[Records excerpted from a collection]
----

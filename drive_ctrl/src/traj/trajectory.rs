//! Time-parameterized trajectory representation

// ---------------------------------------------------------------------------
// IMPORTS
// ---------------------------------------------------------------------------

// External
use serde::{Deserialize, Serialize};

// Internal
use crate::geom::Pose2d;
use util::maths::interpolate;

use super::TrajectoryError;

// ---------------------------------------------------------------------------
// DATA STRUCTURES
// ---------------------------------------------------------------------------

/// A single sample of a trajectory.
#[derive(Debug, Copy, Clone, Serialize, Deserialize)]
pub struct TrajectoryState {
    /// Time since the start of the trajectory
    pub time_s: f64,

    /// Signed velocity at this sample. Negative for a reversed (driving
    /// backwards) trajectory.
    pub velocity_ms: f64,

    /// Signed acceleration at this sample
    pub acceleration_mss: f64,

    /// Pose at this sample
    pub pose: Pose2d,

    /// Signed curvature at this sample
    pub curvature_radpm: f64,
}

/// A time-ordered sequence of trajectory states.
///
/// Built once by the parameterizer, then only sampled. Sampling at an
/// arbitrary time interpolates between the bracketing stored states using
/// the constant-acceleration profile between them, so the returned pose
/// sits at the correct arc length rather than at a naive linear blend of
/// timestamps.
#[derive(Debug, Clone, Serialize, Deserialize)]
pub struct Trajectory {
    states: Vec<TrajectoryState>,

    total_time_s: f64,
}

// ---------------------------------------------------------------------------
// IMPLEMENTATIONS
// ---------------------------------------------------------------------------

impl TrajectoryState {
    /// Interpolate between this state and `end` at fraction `t` in [0, 1]
    /// of the time between them.
    pub fn interpolate(&self, end: &TrajectoryState, t: f64) -> TrajectoryState {
        let new_time_s = interpolate(self.time_s, end.time_s, t);
        let delta_t_s = new_time_s - self.time_s;

        // Sampling backwards from the end state is the same interpolation
        // mirrored
        if delta_t_s < 0.0 {
            return end.interpolate(self, 1.0 - t);
        }

        let reversing = self.velocity_ms < 0.0
            || (self.velocity_ms.abs() < 1e-9 && self.acceleration_mss < 0.0);

        // Constant-acceleration profile between the two stored states
        let new_velocity_ms = self.velocity_ms + self.acceleration_mss * delta_t_s;
        let new_distance_m = self.velocity_ms * delta_t_s
            + 0.5 * self.acceleration_mss * delta_t_s * delta_t_s;

        let signed_distance_m = if reversing {
            -new_distance_m
        } else {
            new_distance_m
        };

        let total_distance_m = self
            .pose
            .translation
            .distance_to_m(&end.pose.translation);

        let interpolation_frac = if total_distance_m < 1e-9 {
            // Coincident poses, nothing spatial to interpolate
            0.0
        } else {
            signed_distance_m.abs() / total_distance_m
        };

        TrajectoryState {
            time_s: new_time_s,
            velocity_ms: new_velocity_ms,
            acceleration_mss: self.acceleration_mss,
            pose: self.pose.interpolate(&end.pose, interpolation_frac),
            curvature_radpm: interpolate(
                self.curvature_radpm,
                end.curvature_radpm,
                interpolation_frac,
            ),
        }
    }
}

impl Trajectory {
    /// Create a trajectory from a list of states.
    ///
    /// The list must be non-empty and in non-decreasing time order. Equal
    /// timestamps are allowed; sampling at one resolves to the later state.
    pub fn new(states: Vec<TrajectoryState>) -> Result<Self, TrajectoryError> {
        if states.is_empty() {
            return Err(TrajectoryError::EmptyTrajectory);
        }

        if states.windows(2).any(|w| w[1].time_s < w[0].time_s) {
            return Err(TrajectoryError::NotTimeOrdered);
        }

        let total_time_s = states.last().unwrap().time_s;

        Ok(Self {
            states,
            total_time_s,
        })
    }

    /// Get the stored states.
    pub fn states(&self) -> &[TrajectoryState] {
        &self.states
    }

    /// Get the total duration of the trajectory.
    pub fn total_time_s(&self) -> f64 {
        self.total_time_s
    }

    /// Get the pose of the first state.
    pub fn initial_pose(&self) -> Pose2d {
        self.states[0].pose
    }

    /// Sample the trajectory at the given time.
    ///
    /// Times before the first state return the first state; times past the
    /// end return the last.
    pub fn sample(&self, time_s: f64) -> TrajectoryState {
        if time_s <= self.states[0].time_s {
            return self.states[0];
        }
        if time_s >= self.total_time_s {
            return *self.states.last().unwrap();
        }

        // First state with a timestamp strictly after the sample time
        let upper = self.states.partition_point(|s| s.time_s <= time_s);
        let prev = &self.states[upper - 1];
        let next = &self.states[upper];

        if (next.time_s - prev.time_s).abs() < 1e-9 {
            return *next;
        }

        prev.interpolate(
            next,
            (time_s - prev.time_s) / (next.time_s - prev.time_s),
        )
    }
}

// ---------------------------------------------------------------------------
// TESTS
// ---------------------------------------------------------------------------

#[cfg(test)]
mod test {
    use super::*;
    use crate::geom::Rotation2d;

    fn state(time_s: f64, velocity_ms: f64, accel_mss: f64, x_m: f64) -> TrajectoryState {
        TrajectoryState {
            time_s,
            velocity_ms,
            acceleration_mss: accel_mss,
            pose: Pose2d::new(x_m, 0.0, Rotation2d::new(0.0)),
            curvature_radpm: 0.0,
        }
    }

    // Constant 1 m/s straight line along X for 2 s
    fn straight_trajectory() -> Trajectory {
        Trajectory::new(vec![
            state(0.0, 1.0, 0.0, 0.0),
            state(1.0, 1.0, 0.0, 1.0),
            state(2.0, 1.0, 0.0, 2.0),
        ])
        .unwrap()
    }

    #[test]
    fn test_empty_rejected() {
        assert!(matches!(
            Trajectory::new(vec![]),
            Err(TrajectoryError::EmptyTrajectory)
        ));
    }

    #[test]
    fn test_out_of_order_rejected() {
        let result = Trajectory::new(vec![state(1.0, 1.0, 0.0, 0.0), state(0.5, 1.0, 0.0, 1.0)]);
        assert!(matches!(result, Err(TrajectoryError::NotTimeOrdered)));
    }

    #[test]
    fn test_equal_timestamps_accepted() {
        let traj = Trajectory::new(vec![
            state(0.0, 1.0, 0.0, 0.0),
            state(1.0, 1.0, 0.0, 1.0),
            state(1.0, 1.0, 0.0, 1.5),
            state(2.0, 1.0, 0.0, 2.5),
        ])
        .unwrap();

        // Sampling at the duplicate resolves to the later state
        assert!((traj.sample(1.0).pose.x_m() - 1.5).abs() < 1e-9);
    }

    #[test]
    fn test_sample_clamps_to_ends() {
        let traj = straight_trajectory();

        assert_eq!(traj.sample(-1.0).pose.x_m(), 0.0);
        assert_eq!(traj.sample(10.0).pose.x_m(), 2.0);
    }

    #[test]
    fn test_sample_interpolates_position() {
        let traj = straight_trajectory();

        let sample = traj.sample(0.5);
        assert!((sample.pose.x_m() - 0.5).abs() < 1e-9);
        assert!((sample.velocity_ms - 1.0).abs() < 1e-9);

        let sample = traj.sample(1.25);
        assert!((sample.pose.x_m() - 1.25).abs() < 1e-9);
    }

    #[test]
    fn test_sample_accelerating_segment() {
        // From rest at 1 m/s^2: after 0.5 s, v = 0.5 m/s and s = 0.125 m
        let traj = Trajectory::new(vec![
            state(0.0, 0.0, 1.0, 0.0),
            state(1.0, 1.0, 1.0, 0.5),
        ])
        .unwrap();

        let sample = traj.sample(0.5);
        assert!((sample.velocity_ms - 0.5).abs() < 1e-9);
        assert!((sample.pose.x_m() - 0.125).abs() < 1e-9);
    }

    #[test]
    fn test_reversed_trajectory_moves_backwards() {
        let traj = Trajectory::new(vec![
            state(0.0, -1.0, 0.0, 0.0),
            state(1.0, -1.0, 0.0, -1.0),
        ])
        .unwrap();

        let sample = traj.sample(0.5);
        assert!((sample.pose.x_m() + 0.5).abs() < 1e-9);
        assert!(sample.velocity_ms < 0.0);
    }

    #[test]
    fn test_total_time() {
        assert_eq!(straight_trajectory().total_time_s(), 2.0);
    }

    #[test]
    fn test_json_round_trip() {
        let traj = straight_trajectory();

        let json = serde_json::to_string(&traj).unwrap();
        let loaded: Trajectory = serde_json::from_str(&json).unwrap();

        assert_eq!(loaded.states().len(), traj.states().len());
        assert_eq!(loaded.total_time_s(), traj.total_time_s());
        assert!(loaded
            .sample(1.5)
            .pose
            .epsilon_eq(&traj.sample(1.5).pose, 1e-9));
    }
}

----

◆ Your task
Look for the word "profile" in the records above, count the lines that hold it, and give only that number.

◆ Reply to the exercise
2